Blog
Family input can make difference between life and suicide
- July 7, 2017
- Category: Blog Of interest from media
Confidentiality can be breached to protect the life of the patient or others.
This article by Patricia Casey was published on the Irish Times on July 4th.
The issue of doctor-patient confidentiality is perhaps at its most polarised in the context of suicide prevention. When it was addressed recently in a session at the annual International Congress of the Royal College of Psychiatrists, it attracted my attention.
The linked topics of suicide and confidentiality are very close to my heart. The speakers dealt with the role of doctor-patient confidentiality in deaths by suicide that may otherwise have been preventable.
This is something which has been of concern in Ireland in recent years and one woman, who tragically lost her husband and two young children in 2011 in a murder suicide, has been campaigning on the issue.
Una Butler has worked tirelessly to change the absolutist stance on doctor-patient confidentiality, speaking of the need for psychiatrists to involve family members in aspects of treatment of their loved ones, so that they can be appraised of risk but also so they can provide necessary background information and details of recent symptoms or changes in these.
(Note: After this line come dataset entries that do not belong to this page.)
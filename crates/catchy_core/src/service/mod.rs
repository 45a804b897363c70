//! Core use-case services.
//!
//! # Responsibility
//! - Orchestrate repository calls into use-case level APIs.
//! - Run form validation before any store call.
//! - Keep callers decoupled from storage details; every call takes the
//!   caller's `UserContext` explicitly.

use crate::model::project::ProjectId;
use crate::model::task::TaskId;
use crate::repo::{RepoError, ValidationError};
use std::error::Error;
use std::fmt::{Display, Formatter};

pub mod comment_service;
pub mod dashboard_service;
pub mod notification_service;
pub mod project_service;
pub mod task_service;

pub type ServiceResult<T> = Result<T, ServiceError>;

/// Errors surfaced to presentation code.
#[derive(Debug)]
pub enum ServiceError {
    /// Inline form error; nothing was written.
    Validation(ValidationError),
    ProjectNotFound(ProjectId),
    TaskNotFound(TaskId),
    /// Store failure; shown as a transient error toast.
    Repo(RepoError),
    /// Write succeeded but read-back did not find the record.
    InconsistentState(&'static str),
}

impl Display for ServiceError {
    fn fmt(&self, f: &mut Formatter<'_>) -> std::fmt::Result {
        match self {
            Self::Validation(err) => write!(f, "{err}"),
            Self::ProjectNotFound(id) => write!(f, "project not found: {id}"),
            Self::TaskNotFound(id) => write!(f, "task not found: {id}"),
            Self::Repo(err) => write!(f, "{err}"),
            Self::InconsistentState(details) => write!(f, "inconsistent store state: {details}"),
        }
    }
}

impl Error for ServiceError {
    fn source(&self) -> Option<&(dyn Error + 'static)> {
        match self {
            Self::Validation(err) => Some(err),
            Self::Repo(err) => Some(err),
            _ => None,
        }
    }
}

impl From<RepoError> for ServiceError {
    fn from(value: RepoError) -> Self {
        match value {
            RepoError::Validation(err) => Self::Validation(err),
            RepoError::NotFound {
                entity: "project",
                id,
            } => Self::ProjectNotFound(id),
            RepoError::NotFound { entity: "task", id } => Self::TaskNotFound(id),
            other => Self::Repo(other),
        }
    }
}

impl From<ValidationError> for ServiceError {
    fn from(value: ValidationError) -> Self {
        Self::Validation(value)
    }
}

impl ServiceError {
    /// Stable code used in `error_code=` log fields.
    pub fn code(&self) -> &'static str {
        match self {
            Self::Validation(_) => "validation_failed",
            Self::ProjectNotFound(_) => "project_not_found",
            Self::TaskNotFound(_) => "task_not_found",
            Self::Repo(_) => "store_unavailable",
            Self::InconsistentState(_) => "inconsistent_state",
        }
    }
}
This is particularly relevant if the patient referral has been identified as urgent, or the person is regarded as being at high risk of suicide.
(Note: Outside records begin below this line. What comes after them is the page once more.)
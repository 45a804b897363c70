//! Project domain model.
//!
//! # Responsibility
//! - Define the project record and its create/patch request shapes.
//! - Validate form input before any store call.
//!
//! # Invariants
//! - `name` is non-blank and at least `MIN_NAME_CHARS` characters.
//! - A newly chosen due date is never before the creation day.
//! - `created_at`/`updated_at` are assigned by the store.

use crate::model::due_date::DueDate;
use crate::model::user::UserId;
use chrono::NaiveDate;
use serde::{Deserialize, Serialize};
use std::error::Error;
use std::fmt::{Display, Formatter};

/// Project identifier, unique per user.
pub type ProjectId = String;

/// Minimum project name length after trimming.
pub const MIN_NAME_CHARS: usize = 3;

/// Fixed color palette used to tag projects.
#[derive(Debug, Clone, Copy, PartialEq, Eq, Hash, Default, Serialize, Deserialize)]
#[serde(rename_all = "snake_case")]
pub enum ProjectColor {
    #[default]
    Blue,
    Purple,
    Green,
    Orange,
    Pink,
    Red,
    Yellow,
    Indigo,
}

impl ProjectColor {
    pub const ALL: [ProjectColor; 8] = [
        ProjectColor::Blue,
        ProjectColor::Purple,
        ProjectColor::Green,
        ProjectColor::Orange,
        ProjectColor::Pink,
        ProjectColor::Red,
        ProjectColor::Yellow,
        ProjectColor::Indigo,
    ];

    pub fn as_str(self) -> &'static str {
        match self {
            Self::Blue => "blue",
            Self::Purple => "purple",
            Self::Green => "green",
            Self::Orange => "orange",
            Self::Pink => "pink",
            Self::Red => "red",
            Self::Yellow => "yellow",
            Self::Indigo => "indigo",
        }
    }

    /// Accepts palette names and the `bg-<name>-500` class form.
    pub fn parse(value: &str) -> Option<Self> {
        let normalized = value.trim().to_ascii_lowercase();
        let name = normalized
            .strip_prefix("bg-")
            .and_then(|rest| rest.strip_suffix("-500"))
            .unwrap_or(normalized.as_str());
        Self::ALL.into_iter().find(|color| color.as_str() == name)
    }
}

/// Persisted project record.
#[derive(Debug, Clone, PartialEq, Eq, Serialize, Deserialize)]
pub struct Project {
    pub id: ProjectId,
    /// Owning user.
    pub user_id: UserId,
    pub name: String,
    pub description: String,
    pub color: ProjectColor,
    pub due_date: DueDate,
    /// Epoch milliseconds, store-assigned.
    pub created_at: i64,
    /// Epoch milliseconds, store-assigned.
    pub updated_at: i64,
}

/// Create-form input for a project.
#[derive(Debug, Clone, PartialEq, Eq, Default, Serialize, Deserialize)]
pub struct NewProject {
    pub name: String,
    pub description: String,
    pub color: ProjectColor,
    pub due_date: DueDate,
}

impl NewProject {
    pub fn new(name: impl Into<String>) -> Self {
        Self {
            name: name.into(),
            ..Self::default()
        }
    }

    /// Validates the form against `today`.
    ///
    /// # Errors
    /// - Name is blank or shorter than `MIN_NAME_CHARS`.
    /// - Due date is unparseable or before `today`.
    pub fn validate(&self, today: NaiveDate) -> Result<(), ProjectValidationError> {
        self.validate_fields()?;
        match self.due_date {
            DueDate::On(date) if date < today => Err(ProjectValidationError::DueDateInPast(date)),
            _ => Ok(()),
        }
    }

    /// Clock-independent checks enforced again at the store boundary.
    pub fn validate_fields(&self) -> Result<(), ProjectValidationError> {
        validate_name(&self.name)?;
        reject_unparsed(&self.due_date)
    }
}

/// Partial update; `None` fields are left untouched.
#[derive(Debug, Clone, PartialEq, Eq, Default, Serialize, Deserialize)]
pub struct ProjectPatch {
    pub name: Option<String>,
    pub description: Option<String>,
    pub color: Option<ProjectColor>,
    pub due_date: Option<DueDate>,
}

impl ProjectPatch {
    pub fn is_empty(&self) -> bool {
        self.name.is_none()
            && self.description.is_none()
            && self.color.is_none()
            && self.due_date.is_none()
    }

    /// Validates only the fields being changed.
    ///
    /// Editing keeps an already-past due date legal; only unparseable dates
    /// are rejected here.
    pub fn validate(&self) -> Result<(), ProjectValidationError> {
        if let Some(name) = &self.name {
            validate_name(name)?;
        }
        match &self.due_date {
            Some(due) => reject_unparsed(due),
            None => Ok(()),
        }
    }
}

/// Inline form errors for project input.
#[derive(Debug, Clone, PartialEq, Eq)]
pub enum ProjectValidationError {
    NameRequired,
    NameTooShort { min: usize },
    InvalidDueDate(String),
    DueDateInPast(NaiveDate),
}

impl ProjectValidationError {
    /// Form field the error belongs to.
    pub fn field(&self) -> &'static str {
        match self {
            Self::NameRequired | Self::NameTooShort { .. } => "name",
            Self::InvalidDueDate(_) | Self::DueDateInPast(_) => "due_date",
        }
    }
}

impl Display for ProjectValidationError {
    fn fmt(&self, f: &mut Formatter<'_>) -> std::fmt::Result {
        match self {
            Self::NameRequired => write!(f, "Project name is required"),
            Self::NameTooShort { min } => {
                write!(f, "Project name must be at least {min} characters")
            }
            Self::InvalidDueDate(raw) => write!(f, "invalid due date `{raw}`"),
            Self::DueDateInPast(_) => write!(f, "Due date cannot be in the past"),
        }
    }
}

impl Error for ProjectValidationError {}

fn validate_name(name: &str) -> Result<(), ProjectValidationError> {
    let trimmed = name.trim();
    if trimmed.is_empty() {
        return Err(ProjectValidationError::NameRequired);
    }
    if trimmed.chars().count() < MIN_NAME_CHARS {
        return Err(ProjectValidationError::NameTooShort {
            min: MIN_NAME_CHARS,
        });
    }
    Ok(())
}

fn reject_unparsed(due: &DueDate) -> Result<(), ProjectValidationError> {
    match due {
        DueDate::Unparsed(raw) => Err(ProjectValidationError::InvalidDueDate(raw.clone())),
        DueDate::None | DueDate::On(_) => Ok(()),
    }
}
At the conference two bereaved people spoke movingly of their particular concerns regarding confidentiality. Both were convinced that their loved ones’ suicides could have been prevented had they been afforded the opportunity to meet with the professionals carrying out the suicide risk assessment.
The first speaker told how her husband had depression 12 years previously and made a complete recovery. It then recurred and within a few weeks he became suicidal but he never told her. Instead he confided in his sister that he made a suicide attempt by trying to inject himself with some substance.
She gave this information to his wife who arranged an urgent appointment with his GP. She saw him and in turn referred him to a psychiatrist but failed to mention the information from his wife about a suicide attempt.
His wife attended the psychiatrist with him but was not seen and was advised that this was because of confidentiality, even though her husband was agreeable for the doctor to see her too.
She trusted the psychiatrist and assumed that this was best practice. Her husband was prescribed antidepressants about which she was given no information and no treatment plan or safety net was outlined to her. A few days later, her husband took his life.
The second speaker was a parent of a young university student, a 23-year-old man who was depressed and anxious. He felt a failure and his parents tried to reassure him. An urgent appointment with the crisis team for a suicide risk assessment was made by the GP who deemed him to be at high risk because of the onset of suicidal thoughts, along with guilt and hopelessness.
He was seen by a specialist clinical nurse but his parents were not interviewed, because of the confidentiality imperative. His risk was assessed as low and he was discharged without follow-up. He died the following day. At the inquest, the assessment records noted he smiled and reacted appropriately, hence the low-risk categorisation.
In my opinion, it is likely that this husband and this son would be alive today had those who knew them been interviewed.
The wife of the first person would have told the psychiatrist of his suicide attempt, while the parents of the young man would have told the nurse of the onset of suicidal ideation and would have reminded her how articulate, intelligent young men can be deceptive in the presentation of their thoughts and feelings.
Both the General Medical Council in Britain and the Medical Council in Ireland explicitly state in their guidelines that confidentiality can be breached to protect the life of the patient or others.
What if the doctor believes the risk is low? Even in those circumstances, if relatives have concerns about suicidality, these should and can be listened to. If the patient refuses permission to provide information, telephone calls can always be taken and information acted upon. But the optimum approach is to interview the relevant family members and this ought to minimise the ethical struggle around confidentiality once the doctor becomes aware that the person is suicidal.
This, of course, assumes that the doctor understands the balancing of rights to protect the patient from fatal harm vis-a-vis their right to autonomy. No doctor wants to lose the trust of the patient and, handled sensitively, by taking time to explain the need for discussions with family and where possible, by negotiating what can and cannot be conveyed to the family, it should be possible to respect the patient’s wishes while also taking account of the family’s need to know.
If our ardour over confidentiality leads to the loss of life then we are breaking an important rule of medicine which is “first, do no harm”.